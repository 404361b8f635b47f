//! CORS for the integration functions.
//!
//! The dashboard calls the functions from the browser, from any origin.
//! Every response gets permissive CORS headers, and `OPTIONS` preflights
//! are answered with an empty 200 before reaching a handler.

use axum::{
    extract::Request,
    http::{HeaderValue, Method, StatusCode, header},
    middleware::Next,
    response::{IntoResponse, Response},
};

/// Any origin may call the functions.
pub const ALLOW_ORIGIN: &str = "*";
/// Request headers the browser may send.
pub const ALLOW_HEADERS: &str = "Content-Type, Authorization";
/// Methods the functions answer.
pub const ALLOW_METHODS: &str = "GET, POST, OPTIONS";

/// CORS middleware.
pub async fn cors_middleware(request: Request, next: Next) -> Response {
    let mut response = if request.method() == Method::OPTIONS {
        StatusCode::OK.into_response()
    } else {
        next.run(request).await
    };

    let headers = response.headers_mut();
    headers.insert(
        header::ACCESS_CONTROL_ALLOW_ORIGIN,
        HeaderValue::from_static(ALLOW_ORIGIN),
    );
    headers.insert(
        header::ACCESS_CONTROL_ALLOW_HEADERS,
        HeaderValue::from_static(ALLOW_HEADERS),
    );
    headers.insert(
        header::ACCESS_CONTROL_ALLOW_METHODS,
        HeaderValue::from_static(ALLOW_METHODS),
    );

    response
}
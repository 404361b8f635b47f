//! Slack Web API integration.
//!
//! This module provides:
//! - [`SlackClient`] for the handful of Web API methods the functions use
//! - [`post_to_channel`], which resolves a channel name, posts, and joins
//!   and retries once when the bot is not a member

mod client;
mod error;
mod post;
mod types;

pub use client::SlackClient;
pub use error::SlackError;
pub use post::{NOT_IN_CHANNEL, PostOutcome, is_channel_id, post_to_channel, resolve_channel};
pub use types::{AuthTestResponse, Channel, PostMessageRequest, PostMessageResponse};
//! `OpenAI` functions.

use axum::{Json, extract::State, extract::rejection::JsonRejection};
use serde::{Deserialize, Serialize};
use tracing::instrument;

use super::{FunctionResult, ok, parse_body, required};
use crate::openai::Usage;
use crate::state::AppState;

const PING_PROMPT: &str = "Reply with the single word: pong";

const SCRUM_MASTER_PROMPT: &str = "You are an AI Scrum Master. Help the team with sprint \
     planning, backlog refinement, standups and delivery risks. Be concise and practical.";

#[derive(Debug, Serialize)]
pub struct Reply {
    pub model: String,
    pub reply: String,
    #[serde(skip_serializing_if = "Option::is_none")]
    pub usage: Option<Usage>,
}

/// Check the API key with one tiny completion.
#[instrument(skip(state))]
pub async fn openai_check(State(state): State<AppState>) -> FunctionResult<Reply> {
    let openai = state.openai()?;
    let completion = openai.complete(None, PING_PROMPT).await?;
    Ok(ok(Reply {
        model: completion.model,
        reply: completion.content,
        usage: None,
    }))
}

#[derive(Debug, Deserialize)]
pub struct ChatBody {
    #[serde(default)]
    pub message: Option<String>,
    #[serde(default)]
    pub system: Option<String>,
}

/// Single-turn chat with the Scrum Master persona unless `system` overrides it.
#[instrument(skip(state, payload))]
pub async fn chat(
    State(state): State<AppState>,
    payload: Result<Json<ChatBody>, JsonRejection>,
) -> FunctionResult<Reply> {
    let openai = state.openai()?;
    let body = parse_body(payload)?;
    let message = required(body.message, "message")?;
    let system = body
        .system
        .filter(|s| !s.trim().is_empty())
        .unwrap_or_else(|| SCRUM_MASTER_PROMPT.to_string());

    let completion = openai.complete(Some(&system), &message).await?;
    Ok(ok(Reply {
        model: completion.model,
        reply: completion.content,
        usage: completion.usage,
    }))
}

#### YOUR INSTRUCTIONS
Write the records out again so that each one matches the original exactly.

#### RESULT
repository 404361b8f635b47f
//! CORS for the integration functions.
//!
//! The dashboard calls the functions from the browser, from any origin.
//! Every response gets permissive CORS headers, and `OPTIONS` preflights
//! are answered with an empty 200 before reaching a handler.

use axum::{
    extract::Request,
    http::{HeaderValue, Method, StatusCode, header},
    middleware::Next,
    response::{IntoResponse, Response},
};

/// Any origin may call the functions.
pub const ALLOW_ORIGIN: &str = "*";
/// Request headers the browser may send.
pub const ALLOW_HEADERS: &str = "Content-Type, Authorization";
/// Methods the functions answer.
pub const ALLOW_METHODS: &str = "GET, POST, OPTIONS";

/// CORS middleware.
pub async fn cors_middleware(request: Request, next: Next) -> Response {
    let mut response = if request.method() == Method::OPTIONS {
        StatusCode::OK.into_response()
    } else {
        next.run(request).await
    };

    let headers = response.headers_mut();
    headers.insert(
        header::ACCESS_CONTROL_ALLOW_ORIGIN,
        HeaderValue::from_static(ALLOW_ORIGIN),
    );
    headers.insert(
        header::ACCESS_CONTROL_ALLOW_HEADERS,
        HeaderValue::from_static(ALLOW_HEADERS),
    );
    headers.insert(
        header::ACCESS_CONTROL_ALLOW_METHODS,
        HeaderValue::from_static(ALLOW_METHODS),
    );

    response
}
repository 404361b8f635b47f
//! Slack Web API integration.
//!
//! This module provides:
//! - [`SlackClient`] for the handful of Web API methods the functions use
//! - [`post_to_channel`], which resolves a channel name, posts, and joins
//!   and retries once when the bot is not a member

mod client;
mod error;
mod post;
mod types;

pub use client::SlackClient;
pub use error::SlackError;
pub use post::{NOT_IN_CHANNEL, PostOutcome, is_channel_id, post_to_channel, resolve_channel};
pub use types::{AuthTestResponse, Channel, PostMessageRequest, PostMessageResponse};
//! `OpenAI` functions.

use axum::{Json, extract::State, extract::rejection::JsonRejection};
use serde::{Deserialize, Serialize};
use tracing::instrument;

use super::{FunctionResult, ok, parse_body, required};
use crate::openai::Usage;
use crate::state::AppState;

const PING_PROMPT: &str = "Reply with the single word: pong";

const SCRUM_MASTER_PROMPT: &str = "You are an AI Scrum Master. Help the team with sprint \
     planning, backlog refinement, standups and delivery risks. Be concise and practical.";

#[derive(Debug, Serialize)]
pub struct Reply {
    pub model: String,
    pub reply: String,
    #[serde(skip_serializing_if = "Option::is_none")]
    pub usage: Option<Usage>,
}

/// Check the API key with one tiny completion.
#[instrument(skip(state))]
pub async fn openai_check(State(state): State<AppState>) -> FunctionResult<Reply> {
    let openai = state.openai()?;
    let completion = openai.complete(None, PING_PROMPT).await?;
    Ok(ok(Reply {
        model: completion.model,
        reply: completion.content,
        usage: None,
    }))
}

#[derive(Debug, Deserialize)]
pub struct ChatBody {
    #[serde(default)]
    pub message: Option<String>,
    #[serde(default)]
    pub system: Option<String>,
}

/// Single-turn chat with the Scrum Master persona unless `system` overrides it.
#[instrument(skip(state, payload))]
pub async fn chat(
    State(state): State<AppState>,
    payload: Result<Json<ChatBody>, JsonRejection>,
) -> FunctionResult<Reply> {
    let openai = state.openai()?;
    let body = parse_body(payload)?;
    let message = required(body.message, "message")?;
    let system = body
        .system
        .filter(|s| !s.trim().is_empty())
        .unwrap_or_else(|| SCRUM_MASTER_PROMPT.to_string());

    let completion = openai.complete(Some(&system), &message).await?;
    Ok(ok(Reply {
        model: completion.model,
        reply: completion.content,
        usage: completion.usage,
    }))
}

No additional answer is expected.